As notas distribuem-se pela escala, como sempre, e é por essas que é feita a colocação. Alguns colocam-se sem dificuldade, outros passam anos à espera de lugar ou vão tendo colocações esporádicas a substituir grávidas e doentes. Milhares ficam sem colocação.
Há professores que colocados ou não continuam a estudar e a interessar-se por melhorar as suas práticas. Alguns são sensíveis ao pulsar do seu tempo, às características da escola de hoje, do aluno de hoje, da comunidade que o envolve hoje.
O professor actual tem de ter esta atitude na sociedade de mudança que nos envolve.

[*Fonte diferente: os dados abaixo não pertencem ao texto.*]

fn render_board(f: &mut Frame, app: &App, board: &SubmissionBoard, title: &str, area: Rect) {
    let chunks = Layout::default()
        .direction(Direction::Vertical)
        .constraints([Constraint::Length(3), Constraint::Min(0)])
        .split(area);

    let stats = board.stats();
    let mut summary = vec![
        Span::raw(format!("Total {} ", stats.total)),
        Span::styled(format!("Pending {} ", stats.pending), Style::default().fg(status_color(SubmissionStatus::Pending))),
        Span::styled(format!("Quoted {} ", stats.quoted), Style::default().fg(status_color(SubmissionStatus::Quoted))),
        Span::styled(format!("Contacted {} ", stats.contacted), Style::default().fg(status_color(SubmissionStatus::Contacted))),
        Span::styled(format!("Converted {} ", stats.converted), Style::default().fg(status_color(SubmissionStatus::Converted))),
        Span::styled(format!("Expired {}", stats.expired), Style::default().fg(status_color(SubmissionStatus::Expired))),
    ];
    if board.filter.is_active() {
        summary.push(Span::styled(
            format!(" | search: \"{}\" status: {}", board.filter.text, board.filter.status),
            Style::default().fg(Color::Magenta),
        ));
    }
    f.render_widget(
        Paragraph::new(Line::from(summary)).block(Block::default().borders(Borders::ALL).title(title)),
        chunks[0],
    );

    let visible = board.visible();
    if visible.is_empty() {
        let text = if !board.is_loaded() {
            "Loading..."
        } else if board.records().is_empty() {
            "No quote requests yet."
        } else {
            "No quote requests match the current filter."
        };
        f.render_widget(
            Paragraph::new(text).block(Block::default().borders(Borders::ALL)),
            chunks[1],
        );
        return;
    }

    let show_contact = app.screen_mode() != AppMode::Dashboard;
    let mut header = Vec::new();
    if show_contact {
        header.extend(["Name", "Email", "Phone"]);
    }
    header.extend(["Date", "State", "Violation", "Coverage", "Status"]);
    let header_row = Row::new(
        header
            .into_iter()
            .map(|h| Cell::from(h).style(Style::default().fg(Color::Yellow))),
    );

    let rows: Vec<Row> = visible
        .iter()
        .enumerate()
        .map(|(i, submission)| {
            let mut cells = Vec::new();
            if show_contact {
                cells.push(Cell::from(submission.full_name()));
                cells.push(Cell::from(submission.email.clone()));
                cells.push(Cell::from(submission.phone.clone().unwrap_or_default()));
            }
            cells.push(Cell::from(submission.created_at.format("%Y-%m-%d").to_string()));
            cells.push(Cell::from(submission.jurisdiction.code()));
            cells.push(Cell::from(submission.violation_type.label()));
            cells.push(Cell::from(coverage_label(submission.coverage_type)));
            cells.push(
                Cell::from(submission.status.label())
                    .style(Style::default().fg(status_color(submission.status))),
            );
            let row = Row::new(cells);
            if i == board.selected_index() {
                row.style(Style::default().bg(Color::Blue).fg(Color::White))
            } else {
                row
            }
        })
        .collect();

    let widths: Vec<Constraint> = if show_contact {
        vec![
            Constraint::Length(20),
            Constraint::Length(26),
            Constraint::Length(14),
            Constraint::Length(10),
            Constraint::Length(5),
            Constraint::Length(20),
            Constraint::Length(15),
            Constraint::Length(10),
        ]
    } else {
        vec![
            Constraint::Length(10),
            Constraint::Length(5),
            Constraint::Length(22),
            Constraint::Length(16),
            Constraint::Length(10),
        ]
    };
    let table = Table::new(rows, widths)
        .header(header_row)
        .block(Block::default().borders(Borders::ALL))
        .column_spacing(1);
    f.render_widget(table, chunks[1]);
}
use arboard::Clipboard;

/// Copies `text` to the system clipboard.
pub fn copy_to_clipboard(text: &str) -> Result<(), arboard::Error> {
    let mut clipboard = Clipboard::new()?;
    clipboard.set_text(text.to_string())
}
//! reinstate - SR-22 / FR-44 quote intake
//!
//! Runs the terminal front end against the configured submission store.

use std::io;
use std::path::PathBuf;

use anyhow::Context;
use clap::Parser;
use crossterm::{
    event::{self, DisableMouseCapture, EnableMouseCapture, Event, KeyCode, KeyEventKind, KeyModifiers},
    execute,
    terminal::{disable_raw_mode, enable_raw_mode, EnterAlternateScreen, LeaveAlternateScreen},
};
use ratatui::{
    backend::{Backend, CrosstermBackend},
    Terminal,
};
use tracing::{error, info};

use reinstate::application::App;
use reinstate::infrastructure::{init_file_logging, AppConfig, SessionIdentity, StoreBackend};
use reinstate::presentation::{render_ui, InputHandler};

#[derive(Parser, Debug)]
#[command(name = "reinstate", version, about = "SR-22 / FR-44 quote intake and lead tracking")]
struct Cli {
    /// Path to the TOML configuration file
    #[arg(short, long, default_value = "reinstate.toml")]
    config: PathBuf,

    /// Override the configured store backend
    #[arg(long, value_enum)]
    store: Option<StoreBackend>,

    /// Sign in as this user id
    #[arg(short, long)]
    user: Option<String>,

    /// Grant admin rights to the signed-in user
    #[arg(long, requires = "user")]
    admin: bool,

    /// Write logs to this file
    #[arg(long)]
    log_file: Option<PathBuf>,
}

/// Entry point for the reinstate terminal application.
///
/// Loads configuration, opens the store, then hands the terminal to the
/// event loop until the user quits.
fn main() -> anyhow::Result<()> {
    let cli = Cli::parse();

    let mut config = AppConfig::load(&cli.config)
        .with_context(|| format!("loading {}", cli.config.display()))?;
    if let Some(backend) = cli.store {
        config.store.backend = backend;
    }
    if let Some(log_file) = cli.log_file {
        config.log.file = Some(log_file);
    }

    if let Some(log_file) = &config.log.file {
        init_file_logging(log_file, &config.log.level)
            .map_err(|e| anyhow::anyhow!("failed to initialize logging: {e}"))?;
    }

    let store = config.open_store().context("opening submission store")?;
    let identity = SessionIdentity::from_flags(cli.user, cli.admin);
    let mut app = App::new(store, &identity, config.export.path.clone());
    info!(backend = ?config.store.backend, signed_in = app.identity().is_some(), "starting");

    enable_raw_mode()?;
    let mut stdout = io::stdout();
    execute!(stdout, EnterAlternateScreen, EnableMouseCapture)?;
    let backend = CrosstermBackend::new(stdout);
    let mut terminal = Terminal::new(backend)?;

    let res = run_app(&mut terminal, &mut app);

    disable_raw_mode()?;
    execute!(
        terminal.backend_mut(),
        LeaveAlternateScreen,
        DisableMouseCapture
    )?;
    terminal.show_cursor()?;

    if let Err(err) = res {
        error!(%err, "terminal loop failed");
        println!("{err:?}");
    }

    Ok(())
}

/// Main application event loop.
///
/// Continues until Ctrl+C, or `q` while no text field has focus.
fn run_app<B: Backend>(terminal: &mut Terminal<B>, app: &mut App) -> io::Result<()> {
    loop {
        terminal.draw(|f| render_ui(f, app))?;

        if let Event::Key(key) = event::read()? {
            if key.kind == KeyEventKind::Press {
                match key.code {
                    KeyCode::Char('c') if key.modifiers.contains(KeyModifiers::CONTROL) => return Ok(()),
                    KeyCode::Char('q') if InputHandler::quit_key_enabled(app) => return Ok(()),
                    _ => InputHandler::handle_key_event(app, key.code, key.modifiers),
                }
            }
        }
    }
}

A este propósito posso referir o exemplo da professora Adelina Moura de Braga que foi entrevistada pelo jornalista Jorge Fiel para o DN no dia 7 de Dezembro. Contou que está a fazer uma experiência com 30 alunos do 11º ano, ramo profissionalizante e que já deu uma aula online, a partir de casa, com os alunos espalhados por cafés e outros locais. É o conceito da escola nómada a ser posto em prática. Disse coisas como esta: "o telemóvel e os MP3 são ferramentas de ensino mais usadas que o papel e o lápis" ou " os alunos são nados digitais, nós somos estrangeiros digitais" ou ainda " a aula de português anda na bolso dos meus alunos". Deu os endereços de dois blogues: paepica.blogspot.com e choqueefaisca.blospot.pt. Falou também de O Princepezinho em podcast que pode encontrar-se em discursodirecto.podmatic.com e de exercícios de escolha múltipla e palavras cruzadas para descarregar no telemóvel em geramovel.wirenode.mobi e outros ainda.
Esta professora é uma excepção nesta área e, por enquanto, apenas faz uma experiência com 30 alunos, não sei se este projecto seria exequível pelos professores comuns que têm cinco, seis ou sete vezes mais e muitos outros trabalhos para fazer. Seria bom que ela abrisse as aulas para os outros aprenderem na prática e faço votos que não a desviem para fazer conferências "em seco" que só cansam e cumprem calendário.
Todos os professores têm de compreender que o aluno tem que ser ensinado de acordo com o seu tempo e a sua vivência.